The 'new economy' constantly throws up a multiplicity of entrepreneurial ventures trying to solve the problems of modern India. By telling their stories I try to catch a glimpse of the entrepreneurial evolution that India is going through. I have a weakness for the gloss of novelty and chase it in all experiences, from exploring new cities and restaurants, to changing what I read.
Erik Qualman, internet guru, blogger and the author of Socialnomics, a seminal tome on the impact of social media on our lives, had once said, “We don’t have a choice on whether we do social media. The question is how well we do it.”
LinkedIn has taken this indisputable premise one step further: By stoutly refusing the social network tag altogether. “LinkedIn is a professional network,” insists Nishant Rao, the company’s India head. “We’ve had many chances to go down the social network path, but we’ve decided to focus on the business side instead,” he says, sitting in LinkedIn’s brand new office in suburban Mumbai.
The company’s financial records, furnished to the Securities and Exchange Commission (SEC) in the US, validate Rao’s claim. Of LinkedIn’s $2.2 billion revenue in 2014, $1.3 billion, or 59 percent, came from talent solutions (corporate recruitment and other related services). Its other revenue streams include premium subscriptions and marketing solutions. This is in stark contrast to other online platforms, which earn revenues almost solely from advertising. Consider this: LinkedIn’s revenue share from marketing solutions in 2014, which includes ad revenues, was just $455 million, or less than a third of the total.
In fact, in the second quarter of 2015, talent solutions contributed to an even larger share of revenue for LinkedIn: 62 percent, or $443 million of the total $712 million.
This fundamentally different approach to the business puts LinkedIn in a unique spot among online social/professional networks. In a way, the strategy gives LinkedIn a loyal user base. According to web traffic data provider Alexa, despite LinkedIn having just over a half of Twitter’s daily visitors (65 million and 110 million, respectively), it manages to engage its users for an impressive 7 and a half minutes per day against Twitter’s 7 minutes and 40 seconds.
But LinkedIn is also going all out to expand its user base and recalibrate its goal from being just a premier corporate hiring tool to one of the largest content databases for businesses and entrepreneurs. Perhaps, the most critical step in this direction is the introduction of long posts for its users, mostly professionals and experts.
Will the freedom to post indiscriminately dilute the brand’s value? Rao doesn’t think so. Since the platform is not anonymous, he says users will be posting in their professional capacities helping LinkedIn keep a check on the quality of the content generated. Says Rao, “From a consumer standpoint, our value propositions have shifted. We are looking to become a more content-centric platform.”
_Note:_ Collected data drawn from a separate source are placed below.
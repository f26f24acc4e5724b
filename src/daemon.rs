//! Daemon support: PID file management and shutdown signals

use anyhow::{Context, Result};
use signal_hook::consts::signal::*;
use signal_hook_tokio::Signals;
use std::fs;
use std::path::{Path, PathBuf};
use tokio::task::JoinHandle;
use tokio_stream::StreamExt;
use tokio_util::sync::CancellationToken;
use tracing::{debug, info};

/// PID file removed when dropped
pub struct PidFile {
    path: PathBuf,
}

impl PidFile {
    /// Write the current process ID to `path`, replacing a stale file
    pub fn create(path: &Path) -> Result<Self> {
        if let Some(existing_pid) = read_pid(path)? {
            if process_exists(existing_pid) {
                anyhow::bail!(
                    "PID file {} already exists with running process {}",
                    path.display(),
                    existing_pid
                );
            }
            info!(
                "Removing stale PID file {} (process {} not running)",
                path.display(),
                existing_pid
            );
            fs::remove_file(path)?;
        }

        let pid = std::process::id();
        fs::write(path, pid.to_string())
            .with_context(|| format!("Failed to write PID file {}", path.display()))?;

        debug!("Created PID file {} with PID {}", path.display(), pid);

        Ok(PidFile {
            path: path.to_path_buf(),
        })
    }
}

impl Drop for PidFile {
    fn drop(&mut self) {
        if self.path.exists() {
            if let Err(e) = fs::remove_file(&self.path) {
                tracing::error!("Failed to remove PID file {}: {}", self.path.display(), e);
            } else {
                debug!("Removed PID file {}", self.path.display());
            }
        }
    }
}

/// Cancel `cancel` on the first SIGTERM, SIGINT or SIGQUIT
pub struct ShutdownSignals {
    handle: signal_hook_tokio::Handle,
    task: JoinHandle<()>,
}

impl ShutdownSignals {
    pub fn install(cancel: CancellationToken) -> Result<Self> {
        let signals = Signals::new([SIGTERM, SIGINT, SIGQUIT])
            .context("Failed to register signal handlers")?;
        let handle = signals.handle();
        let mut signals = signals.fuse();

        let task = tokio::spawn(async move {
            tokio::select! {
                Some(signal) = signals.next() => {
                    info!("Received signal {}, shutting down", signal);
                    cancel.cancel();
                }
                _ = cancel.cancelled() => {}
            }
        });

        Ok(Self { handle, task })
    }
}

impl Drop for ShutdownSignals {
    fn drop(&mut self) {
        self.handle.close();
        self.task.abort();
    }
}

/// PID recorded in `path`; unparsable contents count as no PID
fn read_pid(path: &Path) -> Result<Option<u32>> {
    if !path.exists() {
        return Ok(None);
    }
    let contents = fs::read_to_string(path)
        .with_context(|| format!("Failed to read existing PID file {}", path.display()))?;
    Ok(contents.trim().parse().ok())
}

fn process_exists(pid: u32) -> bool {
    #[cfg(unix)]
    {
        use nix::sys::signal::kill;
        use nix::unistd::Pid;

        // Signal 0 only checks that the process can be signalled
        match i32::try_from(pid) {
            Ok(raw) => kill(Pid::from_raw(raw), None).is_ok(),
            Err(_) => false,
        }
    }

    #[cfg(not(unix))]
    {
        let _ = pid;
        true
    }
}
Greater content would also translate to bigger advertising revenues. While LinkedIn doesn’t really bank on it, it would be naive to assume that it will turn a blind eye to the $133 billion that was spent on online advertising globally in 2014, according to Mary Meeker’s Internet Trends report.
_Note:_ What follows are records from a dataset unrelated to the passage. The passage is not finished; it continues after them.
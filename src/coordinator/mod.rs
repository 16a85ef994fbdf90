//! Remote-access coordination
//!
//! Every remote operation (sync batch, fetch-by-id, flag store) runs as a
//! [`Command`] through the [`Coordinator`]:
//!
//! 1. Commands with the same identity that overlap in time are coalesced:
//!    one leader runs the body, everyone else receives the leader's outcome.
//! 2. The leader takes the endpoint's [`PriorityGate`] at the command's
//!    priority, makes sure the session is connected and authenticated, and
//!    runs the body. A body that fails with a connection error gets exactly
//!    one reconnect-and-retry.
//! 3. The body runs on its own task, so a caller that cancels its wait
//!    (leader included) never cancels work other waiters depend on.

pub mod coalesce;
pub mod command;
pub mod gate;

use dashmap::DashMap;
use std::any::Any;
use std::future::Future;
use std::sync::Arc;
use tokio::task::JoinHandle;
use tokio_util::sync::CancellationToken;
use tracing::{debug, info, warn};

use crate::backend::{EndpointKey, RemoteEndpoint};
use crate::credentials::CredentialProvider;
use crate::types::{Priority, Result, SyncError};

pub use coalesce::{CoalescingRegistry, Joined, Publication, SharedOutcome};
pub use command::{Command, CommandBody, CommandFuture, CommandIdentity};
pub use gate::{GateGuard, PriorityGate};

/// Process-wide coordination state, owned by the composition root.
pub struct Coordinator {
    gates: DashMap<EndpointKey, Arc<PriorityGate>>,
    inflight: CoalescingRegistry,
    credentials: Arc<dyn CredentialProvider>,
}

impl Coordinator {
    pub fn new(credentials: Arc<dyn CredentialProvider>) -> Self {
        Self {
            gates: DashMap::new(),
            inflight: CoalescingRegistry::new(),
            credentials,
        }
    }

    /// The gate for an endpoint. Gates are created on first use and live as
    /// long as the coordinator.
    pub fn gate(&self, key: &EndpointKey) -> Arc<PriorityGate> {
        self.gates
            .entry(key.clone())
            .or_insert_with(|| {
                debug!(endpoint = %key, "creating priority gate");
                Arc::new(PriorityGate::new())
            })
            .clone()
    }

    pub fn gate_count(&self) -> usize {
        self.gates.len()
    }

    pub fn inflight(&self) -> &CoalescingRegistry {
        &self.inflight
    }

    /// Run a command against `endpoint`.
    ///
    /// Cancelling `cancel` abandons this caller's wait only; the command
    /// itself keeps running for whoever else needs it.
    pub async fn run<T>(
        &self,
        endpoint: &Arc<dyn RemoteEndpoint>,
        command: Command<T>,
        cancel: &CancellationToken,
    ) -> Result<Arc<T>>
    where
        T: Send + Sync + 'static,
    {
        if cancel.is_cancelled() {
            return Err(SyncError::Cancelled);
        }

        let Command {
            identity,
            priority,
            body,
        } = command;

        let execution = Execution {
            gate: self.gate(endpoint.key()),
            endpoint: endpoint.clone(),
            credentials: self.credentials.clone(),
            priority,
            body,
        };

        match identity {
            Some(identity) => self.coalesce(&identity, cancel, execution.run()).await,
            None => {
                let handle = tokio::spawn(execution.run());
                wait_for(handle, cancel).await?.map(Arc::new)
            }
        }
    }

    /// Share one execution of `work` among all concurrent callers with the
    /// same identity. `work` runs on its own task and takes no gate; a waiter
    /// drops its `work` unpolled.
    pub async fn coalesce<T, F>(
        &self,
        identity: &str,
        cancel: &CancellationToken,
        work: F,
    ) -> Result<Arc<T>>
    where
        T: Send + Sync + 'static,
        F: Future<Output = Result<T>> + Send + 'static,
    {
        if cancel.is_cancelled() {
            return Err(SyncError::Cancelled);
        }

        match self.inflight.join(identity) {
            Joined::Waiter(rx) => {
                debug!(identity, "waiting on in-flight command");
                let outcome = tokio::select! {
                    outcome = rx => outcome.map_err(|_| {
                        SyncError::Core(format!("command {} vanished", identity))
                    })?,
                    _ = cancel.cancelled() => return Err(SyncError::Cancelled),
                };
                downcast(outcome?, identity)
            }
            Joined::Leader(publication) => {
                debug!(identity, "leading command");
                let handle = tokio::spawn(async move {
                    let outcome: SharedOutcome = work
                        .await
                        .map(|value| Arc::new(value) as Arc<dyn Any + Send + Sync>);
                    publication.publish(outcome.clone());
                    outcome
                });
                let outcome = wait_for(handle, cancel).await?;
                downcast(outcome?, identity)
            }
        }
    }
}

struct Execution<T> {
    gate: Arc<PriorityGate>,
    endpoint: Arc<dyn RemoteEndpoint>,
    credentials: Arc<dyn CredentialProvider>,
    priority: Priority,
    body: CommandBody<T>,
}

impl<T> Execution<T> {
    async fn run(self) -> Result<T> {
        let _guard = self.gate.acquire(self.priority).await?;

        ensure_session(self.endpoint.as_ref(), self.credentials.as_ref()).await?;

        match (self.body)(self.endpoint.clone()).await {
            Err(SyncError::Connection(reason)) => {
                warn!(
                    endpoint = %self.endpoint.key(),
                    %reason,
                    "connection lost, reconnecting once"
                );
                self.endpoint.disconnect().await;
                ensure_session(self.endpoint.as_ref(), self.credentials.as_ref()).await?;
                (self.body)(self.endpoint.clone()).await
            }
            other => other,
        }
    }
}

/// Connect and authenticate unless a live session already exists.
async fn ensure_session(
    endpoint: &dyn RemoteEndpoint,
    credentials: &dyn CredentialProvider,
) -> Result<()> {
    if endpoint.is_connected().await {
        return Ok(());
    }

    info!(endpoint = %endpoint.key(), "connecting");
    endpoint.connect().await?;
    let creds = credentials.credentials(endpoint.key()).await?;
    endpoint.authenticate(&creds).await?;
    debug!(endpoint = %endpoint.key(), "session ready");
    Ok(())
}

async fn wait_for<R>(handle: JoinHandle<R>, cancel: &CancellationToken) -> Result<R> {
    tokio::select! {
        joined = handle => joined.map_err(|e| SyncError::Core(format!("command task failed: {}", e))),
        _ = cancel.cancelled() => Err(SyncError::Cancelled),
    }
}

fn downcast<T>(value: Arc<dyn Any + Send + Sync>, identity: &str) -> Result<Arc<T>>
where
    T: Send + Sync + 'static,
{
    value.downcast::<T>().map_err(|_| {
        SyncError::Core(format!(
            "command {} shared with a different result type",
            identity
        ))
    })
}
LinkedIn’s recent acquisitions provide an insight into how the company is gearing up for its contents role. In 2012, it acquired content sharing site SlideShare for $118.75 million, and in 2013 it bought the Pulse newsreader app for $90 million.
Its biggest acquisition till date came this April, when it bought online learning company Lynda.com for $1.5 billion. The shift in focus became evident when CEO Jeff Weiner alluded to this deal in the earnings release, dubbing it “one of LinkedIn’s most transformative initiatives”.
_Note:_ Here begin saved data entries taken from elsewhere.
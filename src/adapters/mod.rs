//! Local cache storage
//!
//! The local store is a cache of server state, not the source of truth.
//! Implementations must reflect writes in the very next read
//! (read-your-writes) because reconciliation interleaves both.

pub mod memory;
pub mod sqlite;

use async_trait::async_trait;

use crate::types::{FolderKey, Message, Result, SequenceId};

pub use memory::{MemoryRemote, MemoryStore};
pub use sqlite::SqliteStore;

#[async_trait]
pub trait LocalStore: Send + Sync {
    /// Cached message with the highest id in the folder.
    async fn latest_message(&self, folder: &FolderKey) -> Result<Option<Message>>;

    /// Cached message with the lowest assigned id in the folder.
    async fn earliest_message(&self, folder: &FolderKey) -> Result<Option<Message>>;

    /// All cached messages with ids in `[min, max_exclusive)`, in any order.
    async fn messages_in_range(
        &self,
        folder: &FolderKey,
        min: SequenceId,
        max_exclusive: SequenceId,
    ) -> Result<Vec<Message>>;

    /// Insert messages, replacing any cached copy with the same id.
    async fn apply_adds(&self, messages: &[Message]) -> Result<()>;

    /// Overwrite `is_read`/`is_flagged` of existing messages.
    async fn apply_updates(&self, messages: &[Message]) -> Result<()>;

    async fn apply_deletes(&self, messages: &[Message]) -> Result<()>;
}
In this regard, LinkedIn is not very different from other social networks. “Today, a social network wants you to spend maximum time on its platform. For that, they have to continuously engage with you. LinkedIn is no different,” says Prasant Naidu, founder of Lighthouse Insights, an Indian social media tracker. “Although it is a professional network, LinkedIn has opened itself up as a publishing platform to increase engagement.” And if it is to boost revenues, this engagement cannot be limited to members.
LinkedIn’s push to attract big brands to its network is reflected in the global events it organises, like Finance Connect, where it attempts to connect with financial services marketers to enable them to understand their customers better. After a global launch three years ago, the company brought the event to Mumbai in 2014 and organised its second India edition in late-May.
“The first reason for bringing this event to India,” says Jennifer Grazel, director, global vertical marketing, marketing solutions at LinkedIn, “was because India is one of our fastest growing markets. The emerging middle class and the rapid creation of wealth mean that India is a key market for LinkedIn.” According to the Mary Meeker Internet Trends report for 2015, India is LinkedIn’s second largest market in terms of members, next only to the US.
The focus on content manifests in LinkedIn’s India strategy too. In an interview with Forbes India in 2014, Rao had claimed that LinkedIn’s India base had broadened outside industries that are typically associated with the early adoption of technology.
Grazel says one of the key things that the company is looking to do is to leverage LinkedIn’s data and technology to help financial firms initiate a conversation with their customers.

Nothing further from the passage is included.